Task directions
Reproduce exactly the lines from the top of the records below through the line holding "that produce them".

[[ Records for this task, beginning ]]

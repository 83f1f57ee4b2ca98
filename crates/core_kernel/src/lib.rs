//! Core Kernel - Foundational types shared by the receivables ledger crates
//!
//! This crate provides the building blocks used by the domain, database and
//! API layers:
//! - Strongly-typed identifiers for customers, ledger entries and the
//!   business records that produce them
//! - Business date ranges resolved against a configured timezone
//! - Port error taxonomy and marker traits for hexagonal adapters

pub mod identifiers;
pub mod temporal;
pub mod ports;

pub use identifiers::{
    CustomerId, LedgerEntryId, SaleId, PaymentId, ReturnId, ReceiptId, AdjustmentId,
};
pub use temporal::{DateRange, TimeWindow, Timezone, TemporalError};
pub use ports::{PortError, DomainPort, HealthCheckable, HealthCheckResult, AdapterHealth};
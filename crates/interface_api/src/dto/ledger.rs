//! Ledger DTOs

use chrono::{DateTime, Utc};
use core_kernel::{CustomerId, DateRange, TemporalError};
use domain_receivables::{EntryDirection, LedgerEntry};
use rust_decimal::Decimal;
use serde::{Deserialize, Serialize};
use uuid::Uuid;

/// `?start=YYYY-MM-DD&end=YYYY-MM-DD`, both optional and inclusive
#[derive(Debug, Default, Deserialize)]
pub struct DateRangeQuery {
    pub start: Option<String>,
    pub end: Option<String>,
}

impl DateRangeQuery {
    pub fn to_range(&self) -> Result<DateRange, TemporalError> {
        DateRange::parse(self.start.as_deref(), self.end.as_deref())
    }
}

/// A business event from a surrounding subsystem
///
/// `reference_id` is the sale, payment, receipt or return id.
#[derive(Debug, Deserialize)]
pub struct BusinessEventRequest {
    pub reference_id: Uuid,
    pub amount: Decimal,
    pub description: Option<String>,
    pub occurred_at: DateTime<Utc>,
}

impl BusinessEventRequest {
    pub fn description_or(&self, default: impl FnOnce() -> String) -> String {
        self.description.clone().unwrap_or_else(default)
    }
}

#[derive(Debug, Deserialize)]
pub struct AdjustmentRequest {
    pub direction: EntryDirection,
    pub amount: Decimal,
    pub description: String,
}

#[derive(Debug, Serialize)]
pub struct BalanceResponse {
    pub customer_id: CustomerId,
    pub balance: Decimal,
}

/// Result of recording a return; `entry` is absent when it was already
/// in the ledger
#[derive(Debug, Serialize)]
pub struct ReturnRecordedResponse {
    pub recorded: bool,
    pub entry: Option<LedgerEntry>,
}
#![warn(clippy::unwrap_used)]

pub mod segments;

pub use segments::{SegmentCache, SegmentMap, SegmentReader, SegmentWriter};
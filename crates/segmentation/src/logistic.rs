//! Binary logistic regression for purchase propensity.
//!
//! Minimizes `0.5 * ||w||^2 + C * sum(log_loss)` with an unpenalized
//! intercept, using damped Newton-Raphson steps.

use campaign_core::{CampaignError, CampaignResult};
use ndarray::{Array1, Array2, Axis};
use tracing::debug;

#[derive(Debug, Clone)]
pub struct LogisticParams {
    pub max_iterations: usize,
    /// Inverse regularization strength.
    pub c: f64,
    /// Stop once the largest gradient component drops below this.
    pub tolerance: f64,
}

impl Default for LogisticParams {
    fn default() -> Self {
        Self {
            max_iterations: 500,
            c: 1.0,
            tolerance: 1e-6,
        }
    }
}

#[derive(Debug, Clone)]
pub struct LogisticModel {
    pub coefficients: Array1<f64>,
    pub intercept: f64,
    pub iterations: usize,
    pub converged: bool,
}

impl LogisticModel {
    /// Probability of the positive class for every row of `features`.
    pub fn predict_proba(&self, features: &Array2<f64>) -> Array1<f64> {
        features
            .dot(&self.coefficients)
            .mapv(|z| sigmoid(z + self.intercept))
    }
}

/// Fit on standardized `features` against boolean `labels`.
pub fn fit(
    params: &LogisticParams,
    features: &Array2<f64>,
    labels: &[bool],
) -> CampaignResult<LogisticModel> {
    let n = features.nrows();
    if n != labels.len() {
        return Err(CampaignError::DegenerateInput(format!(
            "{n} feature rows but {} labels",
            labels.len()
        )));
    }
    let positives = labels.iter().filter(|&&l| l).count();
    if positives == 0 || positives == n {
        return Err(CampaignError::DegenerateInput(
            "purchased must contain both classes to fit a classifier".to_string(),
        ));
    }

    // Design matrix with a leading intercept column.
    let d = features.ncols() + 1;
    let mut design = Array2::<f64>::ones((n, d));
    design.slice_mut(ndarray::s![.., 1..]).assign(features);
    let y = Array1::from_iter(labels.iter().map(|&l| if l { 1.0 } else { 0.0 }));

    let mut weights = Array1::<f64>::zeros(d);
    let mut objective = penalized_loss(params.c, &design, &y, &weights);
    let mut iterations = 0;
    let mut converged = false;

    while iterations < params.max_iterations {
        iterations += 1;
        let probs = design.dot(&weights).mapv(sigmoid);

        let mut gradient = design.t().dot(&(&probs - &y)) * params.c;
        for j in 1..d {
            gradient[j] += weights[j];
        }
        if gradient.iter().all(|g| g.abs() < params.tolerance) {
            converged = true;
            break;
        }

        let curvature = probs.mapv(|p| p * (1.0 - p) * params.c);
        let weighted = &design * &curvature.insert_axis(Axis(1));
        let mut hessian = design.t().dot(&weighted);
        for j in 1..d {
            hessian[[j, j]] += 1.0;
        }

        let step = solve(hessian, gradient).ok_or_else(|| {
            CampaignError::DegenerateInput(
                "purchase features are collinear; cannot fit classifier".to_string(),
            )
        })?;

        // Halve the step until the objective stops increasing.
        let mut scale = 1.0;
        let mut accepted = false;
        for _ in 0..30 {
            let candidate = &weights - &(&step * scale);
            let candidate_objective = penalized_loss(params.c, &design, &y, &candidate);
            if candidate_objective <= objective {
                weights = candidate;
                objective = candidate_objective;
                accepted = true;
                break;
            }
            scale *= 0.5;
        }
        if !accepted {
            converged = true;
            break;
        }
    }

    debug!(iterations, converged, objective, "Logistic regression fitted");

    Ok(LogisticModel {
        intercept: weights[0],
        coefficients: weights.slice(ndarray::s![1..]).to_owned(),
        iterations,
        converged,
    })
}

fn penalized_loss(c: f64, design: &Array2<f64>, y: &Array1<f64>, weights: &Array1<f64>) -> f64 {
    let logits = design.dot(weights);
    let loss: f64 = logits
        .iter()
        .zip(y.iter())
        .map(|(&z, &t)| softplus(z) - t * z)
        .sum();
    let penalty: f64 = weights.iter().skip(1).map(|w| w * w).sum();
    0.5 * penalty + c * loss
}

/// log(1 + e^z) without overflow.
fn softplus(z: f64) -> f64 {
    if z > 0.0 {
        z + (-z).exp().ln_1p()
    } else {
        z.exp().ln_1p()
    }
}

fn sigmoid(z: f64) -> f64 {
    if z >= 0.0 {
        1.0 / (1.0 + (-z).exp())
    } else {
        let e = z.exp();
        e / (1.0 + e)
    }
}

/// Gaussian elimination with partial pivoting. `None` if singular.
fn solve(mut a: Array2<f64>, mut b: Array1<f64>) -> Option<Array1<f64>> {
    let n = b.len();
    for col in 0..n {
        let pivot = (col..n).max_by(|&i, &j| a[[i, col]].abs().total_cmp(&a[[j, col]].abs()))?;
        if a[[pivot, col]].abs() < 1e-12 {
            return None;
        }
        if pivot != col {
            for k in 0..n {
                a.swap([col, k], [pivot, k]);
            }
            b.swap(col, pivot);
        }
        for row in col + 1..n {
            let factor = a[[row, col]] / a[[col, col]];
            if factor == 0.0 {
                continue;
            }
            for k in col..n {
                a[[row, k]] -= factor * a[[col, k]];
            }
            b[row] -= factor * b[col];
        }
    }

    let mut x = Array1::<f64>::zeros(n);
    for row in (0..n).rev() {
        let tail: f64 = (row + 1..n).map(|k| a[[row, k]] * x[k]).sum();
        x[row] = (b[row] - tail) / a[[row, row]];
    }
    Some(x)
}

#[cfg(test)]
mod tests {
    use super::*;
    use ndarray::array;

    #[test]
    fn test_single_class_is_degenerate() {
        let x = array![[0.0], [1.0]];
        let result = fit(&LogisticParams::default(), &x, &[false, false]);
        assert!(matches!(result, Err(CampaignError::DegenerateInput(_))));
    }

    #[test]
    fn test_probabilities_follow_signal() {
        let x = array![[-2.0], [-1.5], [-1.0], [-0.5], [0.5], [1.0], [1.5], [2.0]];
        let y = [false, false, true, false, true, false, true, true];
        let model = fit(&LogisticParams::default(), &x, &y).unwrap();

        assert!(model.converged);
        assert!(model.coefficients[0] > 0.0);
        let probs = model.predict_proba(&x);
        assert!(probs.iter().all(|p| *p > 0.0 && *p < 1.0));
        assert!(probs[0] < probs[7]);
    }

    #[test]
    fn test_separable_data_stays_finite() {
        let x = array![[-1.0], [-0.5], [0.5], [1.0]];
        let y = [false, false, true, true];
        let model = fit(&LogisticParams::default(), &x, &y).unwrap();
        assert!(model.coefficients[0].is_finite());
        assert!(model.iterations <= 500);
        let probs = model.predict_proba(&x);
        assert!(probs[3] > 0.5 && probs[0] < 0.5);
    }

    #[test]
    fn test_intercept_only_matches_base_rate() {
        let x = Array2::<f64>::zeros((4, 1));
        let model = fit(&LogisticParams::default(), &x, &[true, false, false, false]).unwrap();
        let probs = model.predict_proba(&x);
        for p in probs.iter() {
            assert!((p - 0.25).abs() < 1e-6);
        }
    }

    #[test]
    fn test_solve_small_system() {
        let a = array![[2.0, 1.0], [1.0, 3.0]];
        let b = array![3.0, 5.0];
        let x = solve(a, b).unwrap();
        assert!((x[0] - 0.8).abs() < 1e-12);
        assert!((x[1] - 1.4).abs() < 1e-12);
        assert!(solve(array![[1.0, 2.0], [2.0, 4.0]], array![1.0, 2.0]).is_none());
    }
}
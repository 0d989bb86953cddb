//! In-process segment cache: the recipient list of every segment produced by
//! the latest campaign execution, keyed by cluster id.
//!
//! The cache is split into a single [`SegmentWriter`] (owned by the
//! segmentation engine) and cloneable [`SegmentReader`]s (used by the
//! disperser). A write replaces the whole map in one swap, so readers see
//! either the previous execution or the new one, never a mix. Two executions
//! racing each other are not serialized: whichever swaps last wins.

use campaign_core::types::CachedCustomer;
use parking_lot::RwLock;
use std::collections::HashMap;
use std::sync::atomic::{AtomicU64, Ordering};
use std::sync::Arc;
use tracing::info;

/// Staged recipient lists, one per cluster id.
pub type SegmentMap = HashMap<usize, Vec<CachedCustomer>>;

type Snapshot = Arc<HashMap<usize, Arc<Vec<CachedCustomer>>>>;

struct Shared {
    current: RwLock<Snapshot>,
    generation: AtomicU64,
}

/// Entry point for building a writer/reader pair over one shared store.
pub struct SegmentCache;

impl SegmentCache {
    pub fn new() -> (SegmentWriter, SegmentReader) {
        let shared = Arc::new(Shared {
            current: RwLock::new(Arc::new(HashMap::new())),
            generation: AtomicU64::new(0),
        });
        (
            SegmentWriter {
                shared: shared.clone(),
            },
            SegmentReader { shared },
        )
    }
}

/// Sole write handle. Not `Clone`.
pub struct SegmentWriter {
    shared: Arc<Shared>,
}

impl SegmentWriter {
    /// Discard every cached segment and install `segments` in their place.
    /// Returns the new generation number.
    pub fn replace_all(&self, segments: SegmentMap) -> u64 {
        let snapshot: Snapshot = Arc::new(
            segments
                .into_iter()
                .map(|(id, customers)| (id, Arc::new(customers)))
                .collect(),
        );
        let segment_count = snapshot.len();
        let customer_count: usize = snapshot.values().map(|c| c.len()).sum();

        *self.shared.current.write() = snapshot;
        let generation = self.shared.generation.fetch_add(1, Ordering::SeqCst) + 1;

        metrics::gauge!("segment_cache.segments").set(segment_count as f64);
        metrics::gauge!("segment_cache.customers").set(customer_count as f64);
        info!(
            generation,
            segments = segment_count,
            customers = customer_count,
            "Segment cache replaced"
        );
        generation
    }

    pub fn reader(&self) -> SegmentReader {
        SegmentReader {
            shared: self.shared.clone(),
        }
    }
}

/// Read-only view of the latest segments.
#[derive(Clone)]
pub struct SegmentReader {
    shared: Arc<Shared>,
}

impl SegmentReader {
    pub fn get(&self, cluster_id: usize) -> Option<Arc<Vec<CachedCustomer>>> {
        self.shared.current.read().get(&cluster_id).cloned()
    }

    /// Cluster ids currently cached, ascending.
    pub fn segment_ids(&self) -> Vec<usize> {
        let mut ids: Vec<usize> = self.shared.current.read().keys().copied().collect();
        ids.sort_unstable();
        ids
    }

    /// Number of completed replacements since start-up.
    pub fn generation(&self) -> u64 {
        self.shared.generation.load(Ordering::SeqCst)
    }

    pub fn len(&self) -> usize {
        self.shared.current.read().len()
    }

    pub fn is_empty(&self) -> bool {
        self.shared.current.read().is_empty()
    }
}
use thiserror::Error;

pub type CampaignResult<T> = Result<T, CampaignError>;

#[derive(Error, Debug)]
pub enum CampaignError {
    #[error("Missing required columns: {}", missing.join(", "))]
    Schema { missing: Vec<String> },

    #[error("Invalid value {value:?} for column '{column}' at row {row}")]
    InvalidValue {
        row: usize,
        column: String,
        value: String,
    },

    #[error("Degenerate input: {0}")]
    DegenerateInput(String),

    #[error("Cluster not found: {0}")]
    SegmentNotFound(i64),

    #[error("Provider error: {0}")]
    Provider(#[from] ProviderError),

    #[error("Configuration error: {0}")]
    Config(String),

    #[error("CSV error: {0}")]
    Csv(#[from] csv::Error),

    #[error("Internal error: {0}")]
    Internal(#[from] anyhow::Error),
}

impl CampaignError {
    /// Errors caused by the uploaded data rather than by the service.
    pub fn is_client_error(&self) -> bool {
        matches!(
            self,
            CampaignError::Schema { .. }
                | CampaignError::InvalidValue { .. }
                | CampaignError::DegenerateInput(_)
                | CampaignError::Csv(_)
        )
    }

    /// Stable machine-readable code used in API error bodies.
    pub fn code(&self) -> &'static str {
        match self {
            CampaignError::Schema { .. } => "schema_error",
            CampaignError::InvalidValue { .. } => "invalid_value",
            CampaignError::DegenerateInput(_) => "degenerate_input",
            CampaignError::SegmentNotFound(_) => "segment_not_found",
            CampaignError::Provider(_) => "provider_error",
            CampaignError::Config(_) => "config_error",
            CampaignError::Csv(_) => "malformed_csv",
            CampaignError::Internal(_) => "internal_error",
        }
    }
}

/// Failure of a single outbound provider call.
#[derive(Error, Debug)]
pub enum ProviderError {
    #[error("transport failure: {0}")]
    Transport(String),

    #[error("provider rejected request with status {status}: {body}")]
    Rejected { status: u16, body: String },

    #[error("provider misconfigured: {0}")]
    Misconfigured(String),
}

[[ Records for this task, end ]]

Task output
repository 83f1f57ee4b2ca98
filename crates/core_kernel/src/lib.rs
//! Core Kernel - Foundational types shared by the receivables ledger crates
//!
//! This crate provides the building blocks used by the domain, database and
//! API layers:
//! - Strongly-typed identifiers for customers, ledger entries and the
//!   business records that produce them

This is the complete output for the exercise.